Pastor Grega has been a friend to many, and generously served our campus community since joining our chapel staff less than two years ago. In particular she provided significant counsel and support to women on our campus and built relationships with our international students to help them feel welcomed here.

It is obvious that Pastor Grega was a loved and valued part of the Valparaiso family.
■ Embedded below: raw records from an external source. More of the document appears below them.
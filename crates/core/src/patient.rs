//! Patient data model.
//!
//! A [`Patient`] is always created with [`ConsentStatus::Pending`] from a [`PatientDraft`]. Only
//! the roster changes its status, and only along `pending -> consented -> matched`.

use crate::constants::{DATE_FORMAT, UNKNOWN, UNKNOWN_AGE};
use crate::error::ValidationError;
use chrono::{DateTime, Datelike, NaiveDate, Utc};
use serde::{Deserialize, Serialize};
use std::fmt;
use trialos_ids::PatientId;

/// Where a patient sits in the consent and matching lifecycle.
#[derive(Clone, Copy, Debug, PartialEq, Eq, Hash, Serialize, Deserialize)]
#[serde(rename_all = "lowercase")]
pub enum ConsentStatus {
    Pending,
    Consented,
    Matched,
}

impl ConsentStatus {
    /// Returns true if a patient in this status may move to `next`.
    ///
    /// Re-running matching for a matched patient keeps it matched, so `Matched -> Matched` is
    /// allowed. Every other self-transition and every backwards step is rejected.
    pub fn can_transition_to(self, next: ConsentStatus) -> bool {
        matches!(
            (self, next),
            (ConsentStatus::Pending, ConsentStatus::Consented)
                | (ConsentStatus::Consented, ConsentStatus::Matched)
                | (ConsentStatus::Matched, ConsentStatus::Matched)
        )
    }

    /// Consented and matched patients may be sent to trial matching.
    pub fn can_enter_matching(self) -> bool {
        matches!(self, ConsentStatus::Consented | ConsentStatus::Matched)
    }

    pub fn as_str(&self) -> &'static str {
        match self {
            ConsentStatus::Pending => "pending",
            ConsentStatus::Consented => "consented",
            ConsentStatus::Matched => "matched",
        }
    }
}

impl fmt::Display for ConsentStatus {
    fn fmt(&self, f: &mut fmt::Formatter<'_>) -> fmt::Result {
        f.write_str(self.as_str())
    }
}

/// The intake path that produced a patient record.
#[derive(Clone, Debug, PartialEq, Eq, Serialize, Deserialize)]
#[serde(tag = "kind", rename_all = "snake_case")]
pub enum IntakeSource {
    /// Part of the demo roster.
    Seeded,
    ManualForm,
    EhrImport {
        ehr_id: String,
        mrn: String,
    },
    DocumentUpload {
        extracted_from: Vec<String>,
        document_count: usize,
    },
    QuickEntry,
}

impl IntakeSource {
    pub fn label(&self) -> &'static str {
        match self {
            IntakeSource::Seeded => "seeded",
            IntakeSource::ManualForm => "manual form",
            IntakeSource::EhrImport { .. } => "EHR import",
            IntakeSource::DocumentUpload { .. } => "document upload",
            IntakeSource::QuickEntry => "quick entry",
        }
    }
}

#[derive(Clone, Debug, Default, PartialEq, Eq, Serialize, Deserialize)]
pub struct ContactDetails {
    #[serde(default, skip_serializing_if = "Option::is_none")]
    pub email: Option<String>,
    #[serde(default, skip_serializing_if = "Option::is_none")]
    pub phone: Option<String>,
}

impl ContactDetails {
    /// Builds contact details, dropping blank values.
    pub fn new(email: Option<&str>, phone: Option<&str>) -> Self {
        let clean = |v: Option<&str>| {
            v.map(str::trim)
                .filter(|v| !v.is_empty())
                .map(str::to_string)
        };
        Self {
            email: clean(email),
            phone: clean(phone),
        }
    }
}

/// The uniform payload every intake path produces.
///
/// Unknown values are carried as explicit sentinels rather than left out. The identifier is not
/// part of the draft; the roster assigns it on admission.
#[derive(Clone, Debug, PartialEq, Eq, Serialize, Deserialize)]
pub struct PatientDraft {
    pub name: String,
    pub age: u32,
    pub diagnosis: String,
    pub sex: String,
    #[serde(default)]
    pub contact: ContactDetails,
    pub source: IntakeSource,
}

impl PatientDraft {
    /// Creates a draft, replacing blank name, diagnosis or sex with [`UNKNOWN`].
    pub fn new(
        name: impl Into<String>,
        age: u32,
        diagnosis: impl Into<String>,
        source: IntakeSource,
    ) -> Self {
        Self {
            name: or_unknown(name.into()),
            age,
            diagnosis: or_unknown(diagnosis.into()),
            sex: UNKNOWN.to_string(),
            contact: ContactDetails::default(),
            source,
        }
    }

    pub fn with_sex(mut self, sex: impl Into<String>) -> Self {
        self.sex = or_unknown(sex.into());
        self
    }

    pub fn with_contact(mut self, contact: ContactDetails) -> Self {
        self.contact = contact;
        self
    }
}

fn or_unknown(value: String) -> String {
    let trimmed = value.trim();
    if trimmed.is_empty() {
        UNKNOWN.to_string()
    } else {
        trimmed.to_string()
    }
}

#[derive(Clone, Debug, PartialEq, Eq, Serialize, Deserialize)]
pub struct Patient {
    pub id: PatientId,
    pub name: String,
    pub age: u32,
    pub diagnosis: String,
    pub sex: String,
    pub status: ConsentStatus,
    #[serde(default)]
    pub contact: ContactDetails,
    pub source: IntakeSource,
    pub created_at: DateTime<Utc>,
}

impl Patient {
    /// A freshly admitted patient. Always pending.
    pub(crate) fn admitted(id: PatientId, draft: PatientDraft, created_at: DateTime<Utc>) -> Self {
        Self {
            id,
            name: draft.name,
            age: draft.age,
            diagnosis: draft.diagnosis,
            sex: draft.sex,
            status: ConsentStatus::Pending,
            contact: draft.contact,
            source: draft.source,
            created_at,
        }
    }

    /// A demo roster entry with a fixed status.
    pub(crate) fn seeded(
        id: u32,
        name: &str,
        age: u32,
        diagnosis: &str,
        status: ConsentStatus,
        created_at: DateTime<Utc>,
    ) -> Self {
        Self {
            id: PatientId::from_number(id),
            name: name.to_string(),
            age,
            diagnosis: diagnosis.to_string(),
            sex: UNKNOWN.to_string(),
            status,
            contact: ContactDetails::default(),
            source: IntakeSource::Seeded,
            created_at,
        }
    }
}

/// Parses a `YYYY-MM-DD` date of birth. Blank input means "not provided".
///
/// # Errors
///
/// Returns [`ValidationError::InvalidDate`] if the input is not blank and not a valid date.
pub fn parse_birth_date(input: &str) -> Result<Option<NaiveDate>, ValidationError> {
    let trimmed = input.trim();
    if trimmed.is_empty() {
        return Ok(None);
    }
    NaiveDate::parse_from_str(trimmed, DATE_FORMAT)
        .map(Some)
        .map_err(|_| ValidationError::InvalidDate(trimmed.to_string()))
}

/// Age in whole years on `today`.
///
/// The year difference is decremented when the birthday has not yet occurred this year. A missing
/// date of birth, or one in the future, yields [`UNKNOWN_AGE`].
pub fn age_on(birth_date: Option<NaiveDate>, today: NaiveDate) -> u32 {
    let Some(birth) = birth_date else {
        return UNKNOWN_AGE;
    };

    let mut years = today.year() - birth.year();
    if (today.month(), today.day()) < (birth.month(), birth.day()) {
        years -= 1;
    }
    u32::try_from(years).unwrap_or(UNKNOWN_AGE)
}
She provided to pastoral care to many, and was also a resource for the GLBT students on campus.

ELCA Presiding Bishop Mark Hanson has issued the following statement regarding her passing:

Darlene’s call to serve as the first ELCA pastor on the staff of the Chapel of the Resurrection has been the occasion for renewing and deepening our relationships with the University and its extended family of alumni and friends.

We have rejoiced in the strength of her service as university pastor with students, faculty and staff — a ministry marked by her distinctive gifts of warm hospitality, gregarious compassion for the suffering and tenderhearted, and tenacious advocacy for those who have often been kept at the margins of Christian community and public life.

Although the news of her death comes as a deep shock and disappointment, we entrust her to the mercy of God shown in Jesus Christ and share with you our hope in the promise of Christ’s Resurrection.

Pastor Grega was not a University Pastor when I was a student at Valpo back in the early Nineties yet I join the rest of the Valparaiso Community and mourn her passing. It always tragic when someone feels so hopeless that the only solution they see to end their own pain and suffering is to take their own life. Mental illness is an unforgiving bedfellow and can strike anyone regardless of age, gender or station in life. I mourn her passing as a fellow alumna, and my thoughts and prayers go out to the campus that has lost a dynamic and compassionate leader.

OP Kretzmann led Valparaiso during the height of the Atomic Age and nudged the school toward the Twenty-first Century. In moments like this, his voice still rings true:

If we are to survive the Atomic Age, we must have something to live by, to live on, and to live for. We must stand aside from the world’s conspiracy of fear and hate and grasp once more the great monosyllables of life: faith, hope and love. Men must live by these if they live at all under the crushing weight of history.